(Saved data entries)
┌──
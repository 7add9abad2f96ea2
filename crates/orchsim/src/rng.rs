//! Deterministic random number generation.
//!
//! All randomness in a session flows through one [`SimRng`] owned by the
//! simulator instance. The generator is mulberry32: one 32-bit state word,
//! advanced by a fixed odd increment and mixed with xor-shifts and odd
//! multiplies. The algorithm is fixed bit-for-bit so a seed replays the same
//! trace on any platform and in any port.
//!
//! # Example
//!
//! ```
//! use orchsim::{Rng, SimRng};
//!
//! let mut a = SimRng::new(42);
//! let mut b = SimRng::new(42);
//! assert_eq!(a.next_u32(), b.next_u32());
//! assert!((0.0..1.0).contains(&a.next_f64()));
//! ```

use crate::SimError;

/// Increment applied to the state word on every draw.
const MULBERRY_INCREMENT: u32 = 0x6D2B_79F5;

/// 2^32 as a float, the divisor mapping a `u32` onto [0, 1).
const TWO_POW_32: f64 = 4_294_967_296.0;

/// Source of randomness for the simulator.
///
/// The simulator is generic over this trait so tests can substitute scripted
/// sources. Use `<R: Rng>` generic parameters; the draw methods sit on the
/// hot path of every resolution.
pub trait Rng {
    /// Advances the state and returns the next raw 32-bit output.
    fn next_u32(&mut self) -> u32;

    /// Returns the next value in `[0.0, 1.0)`.
    #[inline]
    fn next_f64(&mut self) -> f64 {
        f64::from(self.next_u32()) / TWO_POW_32
    }

    /// Draws an integer uniformly from `[min, max]`, both inclusive.
    ///
    /// Computes `min + floor(next_f64() * (max - min + 1))`. Fails with
    /// [`SimError::InvalidRange`] when `max < min`, without advancing the
    /// generator.
    fn random_int(&mut self, min: i64, max: i64) -> Result<i64, SimError> {
        if max < min {
            return Err(SimError::InvalidRange { min, max });
        }

        let span = (i128::from(max) - i128::from(min) + 1) as f64;
        let offset = (self.next_f64() * span).floor() as i128;
        let value = i128::from(min) + offset;

        // next_f64 < 1.0, so offset < span; clamp guards float rounding on huge spans.
        Ok(value.clamp(i128::from(min), i128::from(max)) as i64)
    }
}

/// Seeded mulberry32 generator.
#[derive(Debug, Clone, PartialEq, Eq)]
pub struct SimRng {
    seed: u32,
    state: u32,
    draws: u64,
}

impl SimRng {
    /// Creates a generator from a 32-bit seed. Every seed, including 0, is valid.
    pub fn new(seed: u32) -> Self {
        Self {
            seed,
            state: seed,
            draws: 0,
        }
    }

    /// Returns the seed this generator was created with.
    pub fn seed(&self) -> u32 {
        self.seed
    }

    /// Returns the number of raw draws taken so far.
    pub fn draws(&self) -> u64 {
        self.draws
    }
}

impl Rng for SimRng {
    #[inline]
    fn next_u32(&mut self) -> u32 {
        self.state = self.state.wrapping_add(MULBERRY_INCREMENT);
        self.draws += 1;

        let s = self.state;
        let mut t = (s ^ (s >> 15)).wrapping_mul(1 | s);
        t = t.wrapping_add((t ^ (t >> 7)).wrapping_mul(61 | t)) ^ t;
        t ^ (t >> 14)
    }
}

// ============================================================================
// Tests
// ============================================================================

#[cfg(test)]
mod tests {
    use super::*;

    #[test]
    fn matches_reference_outputs() {
        let mut rng = SimRng::new(0);
        assert_eq!(rng.next_u32(), 1_144_304_738);
        assert_eq!(rng.next_u32(), 1_416_247);

        let mut rng = SimRng::new(42);
        assert_eq!(rng.next_u32(), 2_581_720_956);
        assert_eq!(rng.next_u32(), 1_925_393_290);
        assert_eq!(rng.next_u32(), 3_661_312_704);
        assert_eq!(rng.next_u32(), 2_876_485_805);
        assert_eq!(rng.next_u32(), 750_819_978);
    }

    #[test]
    fn float_is_output_over_two_pow_32() {
        let mut rng = SimRng::new(42);
        let value = rng.next_f64();
        assert!((value - 0.601_103_751_920_163_6).abs() < 1e-15);
    }

    #[test]
    fn same_seed_same_sequence() {
        let mut a = SimRng::new(42);
        let mut b = SimRng::new(42);

        let seq_a: Vec<f64> = (0..10).map(|_| a.next_f64()).collect();
        let seq_b: Vec<f64> = (0..10).map(|_| b.next_f64()).collect();

        assert_eq!(seq_a, seq_b);
        assert!(seq_a.iter().all(|v| (0.0..1.0).contains(v)));
    }

    #[test]
    fn different_seeds_diverge() {
        let mut a = SimRng::new(1);
        let mut b = SimRng::new(2);
        assert_ne!(a.next_u32(), b.next_u32());
    }

    #[test]
    fn random_int_stays_in_bounds() {
        let mut rng = SimRng::new(7);
        for _ in 0..10_000 {
            let value = rng.random_int(3, 7).expect("valid range");
            assert!((3..=7).contains(&value));
        }
    }

    #[test]
    fn random_int_reference_draws() {
        let mut rng = SimRng::new(42);
        let draws: Vec<i64> = (0..8).map(|_| rng.random_int(3, 7).unwrap()).collect();
        assert_eq!(draws, vec![6, 5, 7, 6, 3, 5, 4, 6]);
    }

    #[test]
    fn random_int_single_value_range() {
        let mut rng = SimRng::new(9);
        for _ in 0..100 {
            assert_eq!(rng.random_int(5, 5), Ok(5));
        }
    }

    #[test]
    fn random_int_rejects_inverted_range() {
        let mut rng = SimRng::new(42);
        assert_eq!(
            rng.random_int(7, 3),
            Err(SimError::InvalidRange { min: 7, max: 3 })
        );
        // A rejected draw does not consume state.
        assert_eq!(rng.draws(), 0);
    }

    #[test]
    fn random_int_handles_extreme_span() {
        let mut rng = SimRng::new(3);
        for _ in 0..1_000 {
            assert!(rng.random_int(i64::MIN, i64::MAX).is_ok());
        }
        let value = rng.random_int(-2, 2).unwrap();
        assert!((-2..=2).contains(&value));
    }

    #[test]
    fn draws_are_counted() {
        let mut rng = SimRng::new(5);
        rng.next_u32();
        rng.next_f64();
        rng.random_int(0, 10).unwrap();
        assert_eq!(rng.draws(), 3);
        assert_eq!(rng.seed(), 5);
    }

    mod properties {
        use crate::{Rng, SimRng};
        use proptest::prelude::*;

        proptest! {
            #[test]
            fn bounded_draw_always_within_range(
                seed in any::<u32>(),
                min in -1_000i64..1_000,
                width in 0i64..1_000,
            ) {
                let max = min + width;
                let mut rng = SimRng::new(seed);
                for _ in 0..50 {
                    let value = rng.random_int(min, max).unwrap();
                    prop_assert!(value >= min && value <= max);
                }
            }

            #[test]
            fn unit_interval_for_any_seed(seed in any::<u32>()) {
                let mut rng = SimRng::new(seed);
                for _ in 0..100 {
                    let value = rng.next_f64();
                    prop_assert!((0.0..1.0).contains(&value));
                }
            }
        }
    }
}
└──
Task description: Go through the data above and return each line containing the string "generic".

Exercise output:
/// The simulator is generic over this trait so tests can substitute scripted
/// sources. Use `<R: Rng>` generic parameters; the draw methods sit on the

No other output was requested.